Exercise goal:
Give the entries again, precisely as they were written.

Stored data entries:
BEGIN

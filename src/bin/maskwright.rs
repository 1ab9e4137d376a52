use std::path::{Path, PathBuf};

use anyhow::Context as _;
use clap::{Args, Parser, Subcommand};

use maskwright::{
    EditParams, EditSession, ImageSize, MaskwrightConfig, OutputFormat, Quality, SourceImage,
    StrokeScript,
};

#[derive(Parser, Debug)]
#[command(name = "maskwright", version)]
struct Cli {
    /// Increase log verbosity (-v debug, -vv trace).
    #[arg(short, long, action = clap::ArgAction::Count, global = true)]
    verbose: u8,

    #[command(subcommand)]
    cmd: Command,
}

#[derive(Subcommand, Debug)]
enum Command {
    /// Replay a stroke script over an image and write the mask PNG.
    Mask(MaskArgs),
    /// Build the multipart edit request body for an image, stroke script and prompt.
    Request(RequestArgs),
}

#[derive(Args, Debug)]
struct InputArgs {
    /// Source image (png, jpeg or webp).
    #[arg(long)]
    image: PathBuf,

    /// Stroke script JSON.
    #[arg(long)]
    strokes: PathBuf,

    /// Config JSON; `MASKWRIGHT_*` environment variables override it.
    #[arg(long)]
    config: Option<PathBuf>,
}

#[derive(Args, Debug)]
struct MaskArgs {
    #[command(flatten)]
    input: InputArgs,

    /// Output PNG path.
    #[arg(long)]
    out: PathBuf,
}

#[derive(Args, Debug)]
struct RequestArgs {
    #[command(flatten)]
    input: InputArgs,

    /// Edit instruction sent with the request.
    #[arg(long)]
    prompt: String,

    /// Output path for the request body.
    #[arg(long)]
    out: PathBuf,

    #[arg(long, default_value = "gpt-image-1")]
    model: String,

    /// low, medium, high or auto.
    #[arg(long, default_value = "auto")]
    quality: Quality,

    /// auto, 1024x1024, 1536x1024 or 1024x1536.
    #[arg(long, default_value = "auto")]
    size: ImageSize,

    /// png, webp or jpeg.
    #[arg(long, default_value = "png")]
    format: OutputFormat,

    /// Number of images to generate (1-10).
    #[arg(long, default_value_t = 1)]
    n: u8,

    /// Output compression for webp/jpeg (0-100).
    #[arg(long, default_value_t = 100)]
    compression: u8,
}

fn main() -> anyhow::Result<()> {
    let cli = Cli::parse();
    init_logging(cli.verbose);
    match cli.cmd {
        Command::Mask(args) => cmd_mask(args),
        Command::Request(args) => cmd_request(args),
    }
}

fn init_logging(verbose: u8) {
    let level = match verbose {
        0 => tracing::Level::WARN,
        1 => tracing::Level::DEBUG,
        _ => tracing::Level::TRACE,
    };
    tracing_subscriber::fmt()
        .with_writer(std::io::stderr)
        .with_max_level(level)
        .with_target(false)
        .init();
}

fn load_session(input: &InputArgs) -> anyhow::Result<EditSession> {
    let config = match &input.config {
        Some(path) => MaskwrightConfig::from_path(path)?,
        None => MaskwrightConfig::default(),
    }
    .apply_env();
    config.validate()?;

    let source = SourceImage::from_path(&input.image, config.max_upload_bytes)
        .with_context(|| format!("load image '{}'", input.image.display()))?;
    let script = StrokeScript::from_path(&input.strokes)?;

    let mut session = EditSession::new(source, script.display, config);
    let stats = script
        .replay(&mut session)
        .with_context(|| format!("replay '{}'", input.strokes.display()))?;
    tracing::info!(
        strokes = stats.strokes,
        undos = stats.undos,
        redos = stats.redos,
        clears = stats.clears,
        "strokes replayed"
    );
    Ok(session)
}

fn cmd_mask(args: MaskArgs) -> anyhow::Result<()> {
    let mut session = load_session(&args.input)?;
    let mask = session.working_mask()?;
    let stats = mask.stats();
    if stats.is_degenerate() {
        tracing::warn!("mask has no transparent pixels; nothing would be edited");
    }
    let png = mask.encode_png()?;
    write_output(&args.out, &png)?;

    eprintln!(
        "wrote {} ({}, {:.1}% marked for edit)",
        args.out.display(),
        mask.size(),
        stats.edit_fraction() * 100.0
    );
    Ok(())
}

fn cmd_request(args: RequestArgs) -> anyhow::Result<()> {
    let mut session = load_session(&args.input)?;
    let params = EditParams {
        model: args.model,
        quality: args.quality,
        size: args.size,
        output_format: args.format,
        n: args.n,
        output_compression: args.compression,
    };
    let request = session.build_request(&args.prompt, params)?;
    let boundary = request.multipart_boundary();
    let body = request.to_multipart(&boundary)?;
    write_output(&args.out, &body)?;

    println!("{}", maskwright::submit::multipart::content_type(&boundary));
    eprintln!(
        "wrote {} ({} bytes, image {}{})",
        args.out.display(),
        body.len(),
        request.image().size,
        if request.was_downscaled() {
            ", downscaled"
        } else {
            ""
        }
    );
    Ok(())
}

fn write_output(path: &Path, bytes: &[u8]) -> anyhow::Result<()> {
    if let Some(parent) = path.parent().filter(|p| !p.as_os_str().is_empty()) {
        std::fs::create_dir_all(parent)
            .with_context(|| format!("create output dir '{}'", parent.display()))?;
    }
    std::fs::write(path, bytes).with_context(|| format!("write '{}'", path.display()))
}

END

Answer to this problem:
filename src/bin/maskwright.rs
repository 1ab9e4137d376a52
use std::path::{Path, PathBuf};

use anyhow::Context as _;
use clap::{Args, Parser, Subcommand};

use maskwright::{
    EditParams, EditSession, ImageSize, MaskwrightConfig, OutputFormat, Quality, SourceImage,
    StrokeScript,
};

#[derive(Parser, Debug)]
#[command(name = "maskwright", version)]
struct Cli {
    /// Increase log verbosity (-v debug, -vv trace).
    #[arg(short, long, action = clap::ArgAction::Count, global = true)]
    verbose: u8,

    #[command(subcommand)]
    cmd: Command,
}

#[derive(Subcommand, Debug)]
enum Command {
    /// Replay a stroke script over an image and write the mask PNG.
    Mask(MaskArgs),
    /// Build the multipart edit request body for an image, stroke script and prompt.
    Request(RequestArgs),
}

#[derive(Args, Debug)]
struct InputArgs {
    /// Source image (png, jpeg or webp).
    #[arg(long)]
    image: PathBuf,

    /// Stroke script JSON.
    #[arg(long)]
    strokes: PathBuf,

    /// Config JSON; `MASKWRIGHT_*` environment variables override it.
    #[arg(long)]
    config: Option<PathBuf>,
}

#[derive(Args, Debug)]
struct MaskArgs {
    #[command(flatten)]
    input: InputArgs,

    /// Output PNG path.
    #[arg(long)]
    out: PathBuf,
}

#[derive(Args, Debug)]
struct RequestArgs {
    #[command(flatten)]
    input: InputArgs,

    /// Edit instruction sent with the request.
    #[arg(long)]
    prompt: String,

    /// Output path for the request body.
    #[arg(long)]
    out: PathBuf,

    #[arg(long, default_value = "gpt-image-1")]
    model: String,

    /// low, medium, high or auto.
    #[arg(long, default_value = "auto")]
    quality: Quality,

    /// auto, 1024x1024, 1536x1024 or 1024x1536.
    #[arg(long, default_value = "auto")]
    size: ImageSize,

    /// png, webp or jpeg.
    #[arg(long, default_value = "png")]
    format: OutputFormat,

    /// Number of images to generate (1-10).
    #[arg(long, default_value_t = 1)]
    n: u8,

    /// Output compression for webp/jpeg (0-100).
    #[arg(long, default_value_t = 100)]
    compression: u8,
}

fn main() -> anyhow::Result<()> {
    let cli = Cli::parse();
    init_logging(cli.verbose);
    match cli.cmd {
        Command::Mask(args) => cmd_mask(args),
        Command::Request(args) => cmd_request(args),
    }
}

fn init_logging(verbose: u8) {
    let level = match verbose {
        0 => tracing::Level::WARN,
        1 => tracing::Level::DEBUG,
        _ => tracing::Level::TRACE,
    };
    tracing_subscriber::fmt()
        .with_writer(std::io::stderr)
        .with_max_level(level)
        .with_target(false)
        .init();
}

fn load_session(input: &InputArgs) -> anyhow::Result<EditSession> {
    let config = match &input.config {
        Some(path) => MaskwrightConfig::from_path(path)?,
        None => MaskwrightConfig::default(),
    }
    .apply_env();
    config.validate()?;

    let source = SourceImage::from_path(&input.image, config.max_upload_bytes)
        .with_context(|| format!("load image '{}'", input.image.display()))?;
    let script = StrokeScript::from_path(&input.strokes)?;

    let mut session = EditSession::new(source, script.display, config);
    let stats = script
        .replay(&mut session)
        .with_context(|| format!("replay '{}'", input.strokes.display()))?;
    tracing::info!(
        strokes = stats.strokes,
        undos = stats.undos,
        redos = stats.redos,
        clears = stats.clears,
        "strokes replayed"
    );
    Ok(session)
}

fn cmd_mask(args: MaskArgs) -> anyhow::Result<()> {
    let mut session = load_session(&args.input)?;
    let mask = session.working_mask()?;
    let stats = mask.stats();
    if stats.is_degenerate() {
        tracing::warn!("mask has no transparent pixels; nothing would be edited");
    }
    let png = mask.encode_png()?;
    write_output(&args.out, &png)?;

    eprintln!(
        "wrote {} ({}, {:.1}% marked for edit)",
        args.out.display(),
        mask.size(),
        stats.edit_fraction() * 100.0
    );
    Ok(())
}

fn cmd_request(args: RequestArgs) -> anyhow::Result<()> {
    let mut session = load_session(&args.input)?;
    let params = EditParams {
        model: args.model,
        quality: args.quality,
        size: args.size,
        output_format: args.format,
        n: args.n,
        output_compression: args.compression,
    };
    let request = session.build_request(&args.prompt, params)?;
    let boundary = request.multipart_boundary();
    let body = request.to_multipart(&boundary)?;
    write_output(&args.out, &body)?;

    println!("{}", maskwright::submit::multipart::content_type(&boundary));
    eprintln!(
        "wrote {} ({} bytes, image {}{})",
        args.out.display(),
        body.len(),
        request.image().size,
        if request.was_downscaled() {
            ", downscaled"
        } else {
            ""
        }
    );
    Ok(())
}

fn write_output(path: &Path, bytes: &[u8]) -> anyhow::Result<()> {
    if let Some(parent) = path.parent().filter(|p| !p.as_os_str().is_empty()) {
        std::fs::create_dir_all(parent)
            .with_context(|| format!("create output dir '{}'", parent.display()))?;
    }
    std::fs::write(path, bytes).with_context(|| format!("write '{}'", path.display()))
}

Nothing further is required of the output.